=== WORK ITEM ===
Only the lines that include "payload" should be copied from the data below.

[[ RECORDED DATA open ]]

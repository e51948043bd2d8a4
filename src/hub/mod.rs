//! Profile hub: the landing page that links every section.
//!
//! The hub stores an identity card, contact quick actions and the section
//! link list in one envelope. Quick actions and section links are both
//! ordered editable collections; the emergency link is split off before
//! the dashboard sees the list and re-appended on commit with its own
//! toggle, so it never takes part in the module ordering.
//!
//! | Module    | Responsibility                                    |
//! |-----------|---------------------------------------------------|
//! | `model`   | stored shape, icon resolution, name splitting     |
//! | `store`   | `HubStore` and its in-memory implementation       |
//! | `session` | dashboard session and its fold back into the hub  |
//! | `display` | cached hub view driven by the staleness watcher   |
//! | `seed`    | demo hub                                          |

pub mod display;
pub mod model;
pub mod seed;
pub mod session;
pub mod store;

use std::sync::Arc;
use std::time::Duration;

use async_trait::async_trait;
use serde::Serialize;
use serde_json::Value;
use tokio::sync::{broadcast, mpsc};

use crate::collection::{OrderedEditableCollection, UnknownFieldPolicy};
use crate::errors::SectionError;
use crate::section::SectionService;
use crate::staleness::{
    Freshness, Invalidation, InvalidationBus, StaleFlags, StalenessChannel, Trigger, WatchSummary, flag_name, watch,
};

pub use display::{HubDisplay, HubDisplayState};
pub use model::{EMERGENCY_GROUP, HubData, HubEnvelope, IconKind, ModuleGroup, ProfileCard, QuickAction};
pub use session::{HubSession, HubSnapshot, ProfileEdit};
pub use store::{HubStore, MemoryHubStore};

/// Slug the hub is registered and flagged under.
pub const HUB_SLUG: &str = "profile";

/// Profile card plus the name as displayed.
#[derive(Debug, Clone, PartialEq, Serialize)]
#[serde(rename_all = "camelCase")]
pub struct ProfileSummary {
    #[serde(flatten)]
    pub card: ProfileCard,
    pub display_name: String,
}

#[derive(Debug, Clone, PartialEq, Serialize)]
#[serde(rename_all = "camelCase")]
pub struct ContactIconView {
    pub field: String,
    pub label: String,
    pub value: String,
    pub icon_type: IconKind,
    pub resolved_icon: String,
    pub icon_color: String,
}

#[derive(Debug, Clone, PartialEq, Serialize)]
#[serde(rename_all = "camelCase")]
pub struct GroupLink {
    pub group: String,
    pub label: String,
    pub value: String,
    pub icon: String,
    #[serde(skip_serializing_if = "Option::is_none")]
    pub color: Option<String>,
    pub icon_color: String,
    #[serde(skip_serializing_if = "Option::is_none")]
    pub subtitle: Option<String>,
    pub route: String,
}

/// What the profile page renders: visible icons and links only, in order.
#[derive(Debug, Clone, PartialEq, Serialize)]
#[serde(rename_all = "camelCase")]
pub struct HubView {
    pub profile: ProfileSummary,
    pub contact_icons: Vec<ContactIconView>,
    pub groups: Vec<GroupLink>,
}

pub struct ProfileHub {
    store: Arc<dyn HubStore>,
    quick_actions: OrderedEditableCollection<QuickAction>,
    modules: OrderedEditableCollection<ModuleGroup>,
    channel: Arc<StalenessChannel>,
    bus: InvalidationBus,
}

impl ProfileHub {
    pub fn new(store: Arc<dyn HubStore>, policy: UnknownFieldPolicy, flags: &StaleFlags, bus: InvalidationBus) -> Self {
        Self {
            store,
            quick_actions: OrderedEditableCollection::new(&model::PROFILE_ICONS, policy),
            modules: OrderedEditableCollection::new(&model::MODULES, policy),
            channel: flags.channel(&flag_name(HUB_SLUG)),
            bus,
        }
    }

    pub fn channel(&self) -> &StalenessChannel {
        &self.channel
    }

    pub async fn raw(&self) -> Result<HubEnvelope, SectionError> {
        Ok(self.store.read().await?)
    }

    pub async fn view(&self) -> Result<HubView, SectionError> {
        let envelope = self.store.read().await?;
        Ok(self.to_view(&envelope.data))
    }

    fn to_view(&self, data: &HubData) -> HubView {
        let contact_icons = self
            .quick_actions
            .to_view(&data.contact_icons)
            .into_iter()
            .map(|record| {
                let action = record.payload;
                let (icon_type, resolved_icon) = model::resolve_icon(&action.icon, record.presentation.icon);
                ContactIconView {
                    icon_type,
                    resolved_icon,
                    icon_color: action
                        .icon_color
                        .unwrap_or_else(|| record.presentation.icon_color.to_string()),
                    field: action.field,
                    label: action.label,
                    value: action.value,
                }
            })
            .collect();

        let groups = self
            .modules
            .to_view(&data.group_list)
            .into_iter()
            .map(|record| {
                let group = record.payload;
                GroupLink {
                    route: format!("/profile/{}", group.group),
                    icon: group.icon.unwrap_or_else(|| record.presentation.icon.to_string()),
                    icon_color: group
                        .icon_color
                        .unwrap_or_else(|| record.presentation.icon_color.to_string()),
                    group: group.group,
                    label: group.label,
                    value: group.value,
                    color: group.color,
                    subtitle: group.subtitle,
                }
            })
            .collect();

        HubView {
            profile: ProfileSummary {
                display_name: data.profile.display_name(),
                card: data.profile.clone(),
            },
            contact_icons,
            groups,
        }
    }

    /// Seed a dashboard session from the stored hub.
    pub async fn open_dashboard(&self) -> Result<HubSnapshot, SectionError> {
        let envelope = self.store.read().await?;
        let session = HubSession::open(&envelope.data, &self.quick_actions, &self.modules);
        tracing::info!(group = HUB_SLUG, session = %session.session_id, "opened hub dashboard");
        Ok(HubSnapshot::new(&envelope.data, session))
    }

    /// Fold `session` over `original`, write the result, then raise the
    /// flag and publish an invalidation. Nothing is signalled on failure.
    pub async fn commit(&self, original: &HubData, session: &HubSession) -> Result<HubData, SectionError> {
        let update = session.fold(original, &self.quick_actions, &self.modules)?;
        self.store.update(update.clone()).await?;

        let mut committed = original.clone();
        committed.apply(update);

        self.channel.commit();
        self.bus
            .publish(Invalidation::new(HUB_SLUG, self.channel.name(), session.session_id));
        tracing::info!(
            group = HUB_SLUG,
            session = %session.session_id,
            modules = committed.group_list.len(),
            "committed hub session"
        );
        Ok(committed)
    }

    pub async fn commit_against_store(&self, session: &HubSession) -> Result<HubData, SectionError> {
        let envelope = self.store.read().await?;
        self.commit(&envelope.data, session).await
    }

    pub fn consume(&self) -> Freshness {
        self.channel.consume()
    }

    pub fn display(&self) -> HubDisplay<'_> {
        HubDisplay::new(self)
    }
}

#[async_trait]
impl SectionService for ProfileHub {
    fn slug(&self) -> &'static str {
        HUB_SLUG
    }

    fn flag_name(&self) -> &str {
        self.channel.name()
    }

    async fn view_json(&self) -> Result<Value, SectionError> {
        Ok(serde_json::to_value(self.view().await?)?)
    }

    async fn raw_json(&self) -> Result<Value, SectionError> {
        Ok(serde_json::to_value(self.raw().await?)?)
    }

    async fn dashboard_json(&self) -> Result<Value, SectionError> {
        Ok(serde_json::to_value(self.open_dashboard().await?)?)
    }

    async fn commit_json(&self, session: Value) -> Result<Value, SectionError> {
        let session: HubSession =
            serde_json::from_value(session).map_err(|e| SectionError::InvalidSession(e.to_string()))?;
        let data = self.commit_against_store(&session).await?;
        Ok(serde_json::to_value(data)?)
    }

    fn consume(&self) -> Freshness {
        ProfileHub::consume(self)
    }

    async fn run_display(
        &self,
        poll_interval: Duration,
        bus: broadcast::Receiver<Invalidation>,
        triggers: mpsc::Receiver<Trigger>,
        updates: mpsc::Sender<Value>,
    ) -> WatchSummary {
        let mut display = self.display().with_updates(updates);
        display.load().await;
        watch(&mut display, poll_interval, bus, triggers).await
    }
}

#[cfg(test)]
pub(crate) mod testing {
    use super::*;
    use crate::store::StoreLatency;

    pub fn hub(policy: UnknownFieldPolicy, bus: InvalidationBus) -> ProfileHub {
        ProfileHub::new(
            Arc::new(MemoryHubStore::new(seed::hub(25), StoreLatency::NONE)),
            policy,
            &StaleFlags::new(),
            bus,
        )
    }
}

[[ RECORDED DATA closed ]]

=== TASK RESULT ===
                let action = record.payload;
                let group = record.payload;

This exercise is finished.